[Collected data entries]

'''

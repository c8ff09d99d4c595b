mod aws_error;
mod config;
mod instance;
mod provider;

pub use aws_error::map_aws_error;
pub use provider::{AwsInventory, list_instances, list_instances_for_connection};

use super::Error;

#[derive(Debug, thiserror::Error)]
pub enum InventoryError {
    #[error("unable to fetch regions: {source}")]
    RegionDiscoveryFailed { source: Box<Error> },

    #[error("unable to build client for region {region_name}: {source}")]
    RegionClientFailed {
        region_name: String,
        source: Box<Error>,
    },

    #[error("failed to get page in region {region_name}: {source}")]
    PageFetchFailed {
        region_name: String,
        source: Box<Error>,
    },

    #[error("instance missing required field: {field}")]
    MissingField { field: &'static str },

    #[error("region entry missing region name")]
    MissingRegionName,
}

impl InventoryError {
    /// Provider error underneath a discovery, client or page failure.
    pub fn provider_error(&self) -> Option<&Error> {
        match self {
            Self::RegionDiscoveryFailed { source }
            | Self::RegionClientFailed { source, .. }
            | Self::PageFetchFailed { source, .. } => Some(source),
            Self::MissingField { .. } | Self::MissingRegionName => None,
        }
    }
}
use serde::Serialize;
use serde_json::{Map, Value, json};

use crate::instance::InstanceRecord;

pub const PLUGIN_NAME: &str = "steampipe-plugin-quark";

#[derive(Debug, Clone, Copy, PartialEq, Eq, Serialize)]
#[serde(rename_all = "SCREAMING_SNAKE_CASE")]
pub enum ColumnType {
    String,
}

pub struct ColumnDefinition {
    pub name: &'static str,
    pub description: &'static str,
    pub column_type: ColumnType,
    pub extract: fn(&InstanceRecord) -> &str,
}

impl ColumnDefinition {
    /// Column value for `record`; empty values become `null`.
    pub fn value(&self, record: &InstanceRecord) -> Value {
        match (self.extract)(record) {
            "" => Value::Null,
            value => Value::String(value.to_string()),
        }
    }
}

pub struct TableDefinition {
    pub name: &'static str,
    pub description: &'static str,
    pub columns: &'static [ColumnDefinition],
}

impl TableDefinition {
    pub fn column(&self, name: &str) -> Option<&ColumnDefinition> {
        self.columns.iter().find(|column| column.name == name)
    }

    pub fn row(&self, record: &InstanceRecord) -> Map<String, Value> {
        self.columns
            .iter()
            .map(|column| (column.name.to_string(), column.value(record)))
            .collect()
    }

    pub fn schema(&self) -> Value {
        let columns: Vec<Value> = self
            .columns
            .iter()
            .map(|column| {
                json!({
                    "name": column.name,
                    "description": column.description,
                    "type": column.column_type,
                })
            })
            .collect();

        json!({
            "name": self.name,
            "description": self.description,
            "columns": columns,
        })
    }
}

pub struct PluginDefinition {
    pub name: &'static str,
    pub tables: &'static [&'static TableDefinition],
}

impl PluginDefinition {
    pub fn table(&self, name: &str) -> Option<&'static TableDefinition> {
        self.tables.iter().copied().find(|table| table.name == name)
    }

    pub fn schema(&self) -> Value {
        let tables: Map<String, Value> = self
            .tables
            .iter()
            .map(|table| (table.name.to_string(), table.schema()))
            .collect();

        json!({
            "name": self.name,
            "tables": tables,
        })
    }
}

fn instance_id(record: &InstanceRecord) -> &str {
    &record.instance_id
}

fn image_id(record: &InstanceRecord) -> &str {
    &record.image_id
}

fn instance_type(record: &InstanceRecord) -> &str {
    &record.instance_type
}

fn root_device_name(record: &InstanceRecord) -> &str {
    &record.root_device_name
}

fn client_token(record: &InstanceRecord) -> &str {
    &record.client_token
}

pub static QUARK_EC2_INSTANCE: TableDefinition = TableDefinition {
    name: "quark_ec2_instance",
    description: "To list all ec2 instances",
    columns: &[
        ColumnDefinition {
            name: "instance_id",
            description: "To display the instance_id",
            column_type: ColumnType::String,
            extract: instance_id,
        },
        ColumnDefinition {
            name: "image_id",
            description: "To display the image_id",
            column_type: ColumnType::String,
            extract: image_id,
        },
        ColumnDefinition {
            name: "instance_type",
            description: "To display the instance type",
            column_type: ColumnType::String,
            extract: instance_type,
        },
        ColumnDefinition {
            name: "root_device_name",
            description: "To display the root_device_name",
            column_type: ColumnType::String,
            extract: root_device_name,
        },
        ColumnDefinition {
            name: "client_token",
            description: "To display the client_token",
            column_type: ColumnType::String,
            extract: client_token,
        },
    ],
};

pub static PLUGIN: PluginDefinition = PluginDefinition {
    name: PLUGIN_NAME,
    tables: &[&QUARK_EC2_INSTANCE],
};
use async_trait::async_trait;
use tokio::sync::mpsc;
use tracing::debug;

use crate::instance::InstanceRecord;

/// Receives rows one at a time as the listing produces them.
#[async_trait]
pub trait RowSink: Send {
    async fn stream_list_item(&mut self, record: InstanceRecord);
}

#[async_trait]
impl RowSink for Vec<InstanceRecord> {
    async fn stream_list_item(&mut self, record: InstanceRecord) {
        self.push(record);
    }
}

/// Waits for channel capacity, so a slow reader slows the listing down.
/// Rows sent after the reader went away are dropped.
#[async_trait]
impl RowSink for mpsc::Sender<InstanceRecord> {
    async fn stream_list_item(&mut self, record: InstanceRecord) {
        if let Err(error) = self.send(record).await {
            debug!("row receiver closed, dropping {}", error.0.instance_id);
        }
    }
}
use serde::{Deserialize, Serialize};

use crate::error::InventoryError;

/// Instance fields as the provider reports them. Every field but
/// `instance_type` is expected to be filled in; `InstanceRecord::try_from`
/// enforces it. An absent type becomes an empty string, which the table
/// reports as `null`.
#[derive(Debug, Clone, Default, PartialEq, Eq)]
pub struct RawInstance {
    pub instance_id: Option<String>,
    pub image_id: Option<String>,
    pub instance_type: Option<String>,
    pub root_device_name: Option<String>,
    pub client_token: Option<String>,
}

/// One row of `quark_ec2_instance`.
#[derive(Debug, Clone, PartialEq, Eq, Hash, Serialize, Deserialize)]
pub struct InstanceRecord {
    pub instance_id: String,
    pub image_id: String,
    pub instance_type: String,
    pub root_device_name: String,
    pub client_token: String,
}

impl TryFrom<RawInstance> for InstanceRecord {
    type Error = InventoryError;

    fn try_from(raw: RawInstance) -> Result<Self, Self::Error> {
        fn required(value: Option<String>, field: &'static str) -> Result<String, InventoryError> {
            value.ok_or(InventoryError::MissingField { field })
        }

        Ok(Self {
            instance_id: required(raw.instance_id, "instance_id")?,
            image_id: required(raw.image_id, "image_id")?,
            instance_type: raw.instance_type.unwrap_or_default(),
            root_device_name: required(raw.root_device_name, "root_device_name")?,
            client_token: required(raw.client_token, "client_token")?,
        })
    }
}

#[cfg(test)]
mod tests {
    use super::*;

    fn raw() -> RawInstance {
        RawInstance {
            instance_id: Some("i-1".to_string()),
            image_id: Some("ami-1".to_string()),
            instance_type: Some("t2.micro".to_string()),
            root_device_name: Some("/dev/sda1".to_string()),
            client_token: Some("tok".to_string()),
        }
    }

    #[test]
    fn maps_fields_verbatim() {
        let record = InstanceRecord::try_from(raw()).unwrap();

        assert_eq!(
            record,
            InstanceRecord {
                instance_id: "i-1".to_string(),
                image_id: "ami-1".to_string(),
                instance_type: "t2.micro".to_string(),
                root_device_name: "/dev/sda1".to_string(),
                client_token: "tok".to_string(),
            }
        );
    }

    #[test]
    fn empty_strings_are_present() {
        let record = InstanceRecord::try_from(RawInstance {
            client_token: Some(String::new()),
            ..raw()
        })
        .unwrap();

        assert_eq!(record.client_token, "");
    }

    #[test]
    fn absent_instance_type_is_empty() {
        let record = InstanceRecord::try_from(RawInstance {
            instance_type: None,
            ..raw()
        })
        .unwrap();

        assert_eq!(record.instance_type, "");
        assert_eq!(record.instance_id, "i-1");
    }

    #[test]
    fn absent_field_is_named() {
        let error = InstanceRecord::try_from(RawInstance {
            root_device_name: None,
            ..raw()
        })
        .unwrap_err();

        assert!(matches!(
            error,
            InventoryError::MissingField {
                field: "root_device_name"
            }
        ));
    }
}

'''

● **TASK GOAL**: Return each line in the records that holds the string "MissingField".

● **ANSWER TO THIS TASK**:
    MissingField { field: &'static str },
            Self::MissingField { .. } | Self::MissingRegionName => None,
            value.ok_or(InventoryError::MissingField { field })
            InventoryError::MissingField {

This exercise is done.